Caisse 10 000 10 000 14 000

Auto 12 000 12 000     0

Avoir net 22 000 22 000 14 000

Avoir net de l'année 22 000 22 000 14 000

Avoir net année précédente      (22 000)      (22 000)

Augmentation (diminution)

de l'avoir net (1)      0 -8 000

Plus : coût de vie (2) 25 000 25 000

Perte sur disposition (2)     0    8 000

Moins : Salaires (3) (25 000) (25 000)

Écart de l'avoir net [(1) + (2) - (3)]    0      0

[29] Cet exemple révèle que si on ajoute aux ajustements le montant de la perte relative à la voiture, on arrive à un résultat conforme à la réalité. En effet, l'état de l'avoir net ne révèle aucun écart. Cela n'est pas surprenant puisque le contribuable a déclaré tous ses revenus. Si on n'avait pas apporté d'ajustement pour augmenter l'avoir net d'une somme de 8 000 $, soit le montant de la perte relative à la voiture, on aurait obtenu un écart négatif de 8 000 $. En ajoutant le montant de la perte de 8 000 $, on fait disparaître l'écart négatif. Cela est tout à fait approprié puisqu'on ne cherche à établir que des écarts positifs qui pourraient révéler un revenu non déclaré. Ayant déterminé pourquoi il y a eu une diminution de l'avoir net, il est important d'ajouter le montant de la perte afin de faire disparaître cet écart dont on connaît la cause. Il s'agit donc strictement d'un ajustement technique qui vise à ramener l'écart à zéro.
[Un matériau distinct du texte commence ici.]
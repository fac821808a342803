/// HSLA color descriptor.
///
/// Hue is in degrees (wrapped into `[0, 360)` on conversion); saturation,
/// lightness and alpha are in `[0, 1]`. The core only ever manipulates
/// colors in HSL space; conversion to RGBA happens at the renderer boundary.
#[derive(Clone, Copy, Debug, PartialEq)]
pub struct Hsla {
    pub h: f32,
    pub s: f32,
    pub l: f32,
    pub a: f32,
}

impl Hsla {
    pub fn new(h: f32, s: f32, l: f32, a: f32) -> Self {
        Self { h, s, l, a }
    }

    /// Converts to 8-bit non-premultiplied RGBA using the standard
    /// HSL → RGB mapping.
    pub fn to_rgba(&self) -> [u8; 4] {
        let h = self.h.rem_euclid(360.0);
        let c = (1.0 - (2.0 * self.l - 1.0).abs()) * self.s;
        let hp = h / 60.0;
        let x = c * (1.0 - (hp % 2.0 - 1.0).abs());

        let (r1, g1, b1) = match hp as u32 {
            0 => (c, x, 0.0),
            1 => (x, c, 0.0),
            2 => (0.0, c, x),
            3 => (0.0, x, c),
            4 => (x, 0.0, c),
            _ => (c, 0.0, x),
        };

        let m = self.l - c / 2.0;
        [
            ((r1 + m) * 255.0).round() as u8,
            ((g1 + m) * 255.0).round() as u8,
            ((b1 + m) * 255.0).round() as u8,
            (self.a * 255.0).round() as u8,
        ]
    }
}

#[cfg(test)]
mod tests {
    use super::*;

    #[test]
    fn primary_hues_convert_exactly() {
        assert_eq!(Hsla::new(0.0, 1.0, 0.5, 1.0).to_rgba(), [255, 0, 0, 255]);
        assert_eq!(Hsla::new(120.0, 1.0, 0.5, 1.0).to_rgba(), [0, 255, 0, 255]);
        assert_eq!(Hsla::new(240.0, 1.0, 0.5, 1.0).to_rgba(), [0, 0, 255, 255]);
    }

    #[test]
    fn lightness_extremes_are_black_and_white() {
        assert_eq!(Hsla::new(200.0, 1.0, 0.0, 1.0).to_rgba(), [0, 0, 0, 255]);
        assert_eq!(
            Hsla::new(200.0, 1.0, 1.0, 1.0).to_rgba(),
            [255, 255, 255, 255]
        );
    }

    #[test]
    fn alpha_scales_independently() {
        let [_, _, _, a] = Hsla::new(0.0, 1.0, 0.5, 0.5).to_rgba();
        assert_eq!(a, 128);
    }

    #[test]
    fn hue_wraps_past_360() {
        // 480 degrees is the same hue as 120 degrees (green).
        assert_eq!(
            Hsla::new(480.0, 1.0, 0.5, 1.0).to_rgba(),
            Hsla::new(120.0, 1.0, 0.5, 1.0).to_rgba()
        );
    }
}
use crate::{
    attractor::{Attractor, pull_coefficient},
    color::Hsla,
    config::Config,
    trail::Trail,
    types::Viewport,
};
use glam::Vec2;
use rand::Rng;

/// Lifecycle state of a pooled particle.
///
/// Exactly one state holds at any instant. A `Resetting` particle is
/// invisible and inert until `reset_at` (in driver-clock seconds) passes
/// and [`Particle::reset`] re-seeds it at a screen edge.
#[derive(Clone, Copy, Debug, PartialEq)]
pub enum ParticleState {
    Active,
    Resetting { reset_at: f64 },
}

#[derive(Clone, Debug)]
pub struct Particle {
    pub pos: Vec2,
    pub color: Hsla,
    pub state: ParticleState,
    /// Recent draw positions, dimmed by age when rendered.
    pub trail: Trail,
}

impl Particle {
    /// Creates a particle already active at a random edge point.
    pub fn new(viewport: Viewport, rng: &mut impl Rng) -> Self {
        let mut particle = Self {
            pos: Vec2::ZERO,
            color: Hsla::new(0.0, 1.0, 0.5, 1.0),
            state: ParticleState::Active,
            trail: Trail::new(),
        };
        particle.reset(viewport, rng);
        particle
    }

    pub fn is_resetting(&self) -> bool {
        matches!(self.state, ParticleState::Resetting { .. })
    }

    /// Re-seeds the particle just outside one screen edge and gives it a
    /// fresh random color.
    ///
    /// Axis and side are chosen by two independent fair coin flips: the
    /// particle sits at `-1` or `dimension` on one axis and at a uniform
    /// whole-pixel coordinate in `[0, dimension)` on the other. The new
    /// color is a random hue at full saturation, 50% lightness, with alpha
    /// uniform in `[0.5, 1.0)`.
    pub fn reset(&mut self, viewport: Viewport, rng: &mut impl Rng) {
        self.state = ParticleState::Active;
        self.trail.clear();

        let horizontal_edge = rng.random_bool(0.5);
        let near_side = rng.random_bool(0.5);

        if horizontal_edge {
            self.pos.y = if near_side { -1.0 } else { viewport.height };
            self.pos.x = (rng.random::<f32>() * viewport.width).floor();
        } else {
            self.pos.x = if near_side { -1.0 } else { viewport.width };
            self.pos.y = (rng.random::<f32>() * viewport.height).floor();
        }

        let hue = (rng.random::<f32>() * 360.0).floor();
        let alpha = 0.5 + rng.random::<f32>() * 0.5;
        self.color = Hsla::new(hue, 1.0, 0.5, alpha);
    }

    /// Advances the particle toward the attractor for one frame.
    ///
    /// While resetting, physics is untouched and only the leftover trail
    /// keeps aging out. Otherwise the pre-step position joins the trail,
    /// the hue is retinted from the current distance (`dist / 1000 * 360`),
    /// the position moves by the shared [`pull_coefficient`] fraction of
    /// the offset, and if the distance (measured before the move) is inside
    /// the attractor's core the particle is captured: it flips to
    /// [`ParticleState::Resetting`] with a deadline `now` plus a uniform
    /// cooldown from the config.
    pub fn step(
        &mut self,
        attractor: &Attractor,
        viewport: Viewport,
        cfg: &Config,
        now: f64,
        rng: &mut impl Rng,
    ) {
        if self.is_resetting() {
            self.trail.fade(cfg.trail_max_age);
            return;
        }

        let offset = attractor.pos - self.pos;
        let dist = offset.length();
        let pull = pull_coefficient(dist, viewport, cfg);

        self.trail.record(self.pos, cfg.trail_max_age);
        self.color = Hsla::new((dist / 1000.0 * 360.0).floor(), 1.0, 0.5, 1.0);
        self.pos += offset * pull;

        if dist < attractor.core_radius {
            let delay = rng.random_range(cfg.reset_delay_min..cfg.reset_delay_max);
            self.state = ParticleState::Resetting {
                reset_at: now + delay,
            };
        }
    }
}
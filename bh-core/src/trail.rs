use glam::Vec2;

/// One remembered draw position of a particle.
///
/// `age` counts frames since the slot was recorded; a freshly recorded
/// slot starts at age 1 (the live dot itself is not part of the trail).
#[derive(Clone, Copy, Debug)]
pub struct TrailPoint {
    pub pos: Vec2,
    pub age: u32,
}

/// Fading render history for one particle.
///
/// egui repaints the whole surface every frame, so a translucent dark
/// wash cannot fade previous frames by itself the way an accumulating
/// canvas does. Instead each particle remembers where it was drawn on
/// recent frames; the renderer dims slot `age` by `retention^age`, which
/// reproduces repainting a wash that keeps `retention` of the previous
/// frame's brightness. Slots older than the configured cap are dropped.
#[derive(Clone, Debug, Default)]
pub struct Trail {
    points: Vec<TrailPoint>,
}

impl Trail {
    pub fn new() -> Self {
        Self { points: Vec::new() }
    }

    /// Ages every slot by one frame, dropping slots past `max_age`.
    pub fn fade(&mut self, max_age: u32) {
        for p in &mut self.points {
            p.age += 1;
        }
        self.points.retain(|p| p.age <= max_age);
    }

    /// Remembers the position drawn this frame, aging everything else.
    pub fn record(&mut self, pos: Vec2, max_age: u32) {
        self.fade(max_age);
        self.points.push(TrailPoint { pos, age: 1 });
    }

    /// Brightness multiplier for a slot aged `age` frames under the given
    /// per-frame retention factor.
    pub fn brightness(retention: f32, age: u32) -> f32 {
        retention.powi(age as i32)
    }

    pub fn iter(&self) -> impl Iterator<Item = &TrailPoint> {
        self.points.iter()
    }

    pub fn len(&self) -> usize {
        self.points.len()
    }

    pub fn is_empty(&self) -> bool {
        self.points.is_empty()
    }

    pub fn clear(&mut self) {
        self.points.clear();
    }
}
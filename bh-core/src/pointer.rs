use crate::types::Viewport;
use glam::Vec2;

/// Pointer tracking state fed by the host windowing layer.
///
/// The attractor never sees this type directly; the driver resolves it to
/// a plain target position once per frame via [`PointerState::target`].
#[derive(Clone, Copy, Debug)]
pub struct PointerState {
    pub pos: Vec2,
    pub over: bool,
}

impl PointerState {
    pub fn new(viewport: Viewport) -> Self {
        Self {
            pos: viewport.center(),
            over: false,
        }
    }

    pub fn enter(&mut self) {
        self.over = true;
    }

    /// Pointer left the canvas: fall back to tracking the screen center.
    pub fn leave(&mut self, viewport: Viewport) {
        self.over = false;
        self.pos = viewport.center();
    }

    /// Canvas-relative pointer movement.
    pub fn moved(&mut self, pos: Vec2) {
        self.pos = pos;
    }

    /// Target the attractor should chase this frame: the pointer while it
    /// is over the canvas, the (freshly computed) viewport center otherwise.
    pub fn target(&self, viewport: Viewport) -> Vec2 {
        if self.over { self.pos } else { viewport.center() }
    }
}
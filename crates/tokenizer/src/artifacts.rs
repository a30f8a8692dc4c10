use crate::config::VocabConfig;
use crate::errors::{Error, Result};
use crate::vocab::WordLevelTrainer;
use serde::{Deserialize, Serialize};
use sha2::{Digest, Sha256};
use std::fs::{self, File};
use std::io::{BufReader, BufWriter, Read, Write};
use std::path::Path;
use std::time::{SystemTime, UNIX_EPOCH};

const MANIFEST_ERR: &str = "manifest not found at";

/// Provenance record written next to a built vocabulary.
#[derive(Debug, Clone, PartialEq, Eq, Serialize, Deserialize)]
pub struct VocabManifest {
    pub cfg_hash: String,
    pub created_at: String,
    pub token_count: usize,
    pub special_token_count: usize,
}

impl VocabManifest {
    /// Describes the vocabulary `trainer` wrote to `cfg.output`.
    pub fn for_build(cfg: &VocabConfig, trainer: &WordLevelTrainer) -> Result<Self> {
        let vocab = trainer.vocab().ok_or(Error::InvalidConfig(
            "vocabulary has not been built; call count_all first",
        ))?;
        Ok(Self {
            cfg_hash: compute_config_hash(cfg, &[cfg.output.as_path()])?,
            created_at: unix_timestamp()?,
            token_count: vocab.len(),
            special_token_count: trainer.special_tokens().len(),
        })
    }
}

pub fn write_manifest(manifest_path: &Path, manifest: &VocabManifest) -> Result<()> {
    if let Some(parent) = manifest_path.parent() {
        if !parent.as_os_str().is_empty() && !parent.exists() {
            fs::create_dir_all(parent)?;
        }
    }

    let file = File::create(manifest_path)?;
    let mut writer = BufWriter::new(file);
    serde_json::to_writer_pretty(&mut writer, manifest)?;
    writer.write_all(b"\n")?;
    writer.flush()?;
    Ok(())
}

pub fn read_manifest(manifest_path: &Path) -> Result<VocabManifest> {
    ensure_file(manifest_path, MANIFEST_ERR)?;
    let file = File::open(manifest_path)?;
    let manifest = serde_json::from_reader(BufReader::new(file))?;
    Ok(manifest)
}

/// SHA-256 over the serialized config followed by each file's path and
/// contents, files taken in path order.
pub fn compute_config_hash(cfg: &VocabConfig, extra_paths: &[&Path]) -> Result<String> {
    let mut hasher = Sha256::new();
    hasher.update(serde_json::to_vec(cfg)?);

    let mut sorted = extra_paths.to_vec();
    sorted.sort_by(|a, b| a.as_os_str().cmp(b.as_os_str()));

    let mut buffer = [0u8; 8 * 1024];
    for path in sorted {
        ensure_file(path, "cannot hash missing file at")?;
        hasher.update(path.to_string_lossy().as_bytes());

        let mut reader = BufReader::new(File::open(path)?);
        loop {
            let read = reader.read(&mut buffer)?;
            if read == 0 {
                break;
            }
            hasher.update(&buffer[..read]);
        }
    }

    Ok(format!("{:x}", hasher.finalize()))
}

fn unix_timestamp() -> Result<String> {
    let secs = SystemTime::now()
        .duration_since(UNIX_EPOCH)
        .map_err(|err| Error::Artifact(format!("system clock before unix epoch: {err}")))?
        .as_secs();
    Ok(format!("unix:{secs}"))
}

fn ensure_file(path: &Path, context: &str) -> Result<()> {
    if path.is_file() {
        Ok(())
    } else {
        Err(Error::Artifact(format!("{context} {}", path.display())))
    }
}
[30] Pour encore mieux saisir l'importance de l'ajout du montant de la perte subie lors de la vente de la voiture, modifions l'exemple du vérificateur de la façon suivante. Aux hypothèses déjà adoptées, ajoutons que le contribuable a gagné en 19x2 un revenu non déclaré de 8 000 $ et qu'il a utilisé cette somme pour s'acheter une motoneige durant cette année. Son avoir net pour 19x2 serait encore une fois 22 000 $ (14 000 $ + 8 000 $) et l'état de l'avoir net serait modifié de la façon indiquée ci-dessous. Pour bien illustrer l'importance de l'ajout de la perte, la première colonne de 19x2 ne tient pas compte de cette perte alors que la deuxième en tient compte :

   19x1 19x2 19x2

Caisse     10 000 14 000 14 000

Auto     12 000     0    0

Motoneige      0    8 000 8 000

   ______ ______ ______

AVOIR NET    22 000 22 000 22 000

Avoir net de l'année précédente (22 000)    (22 000)

Augmentation (Diminution)

de l'avoir net (1)       0     0

Plus : coût de vie (2)     25 000 25 000

perte - voiture (2)       0 8 000

Moins : salaires déclarés (3)    (25 000) (25 000)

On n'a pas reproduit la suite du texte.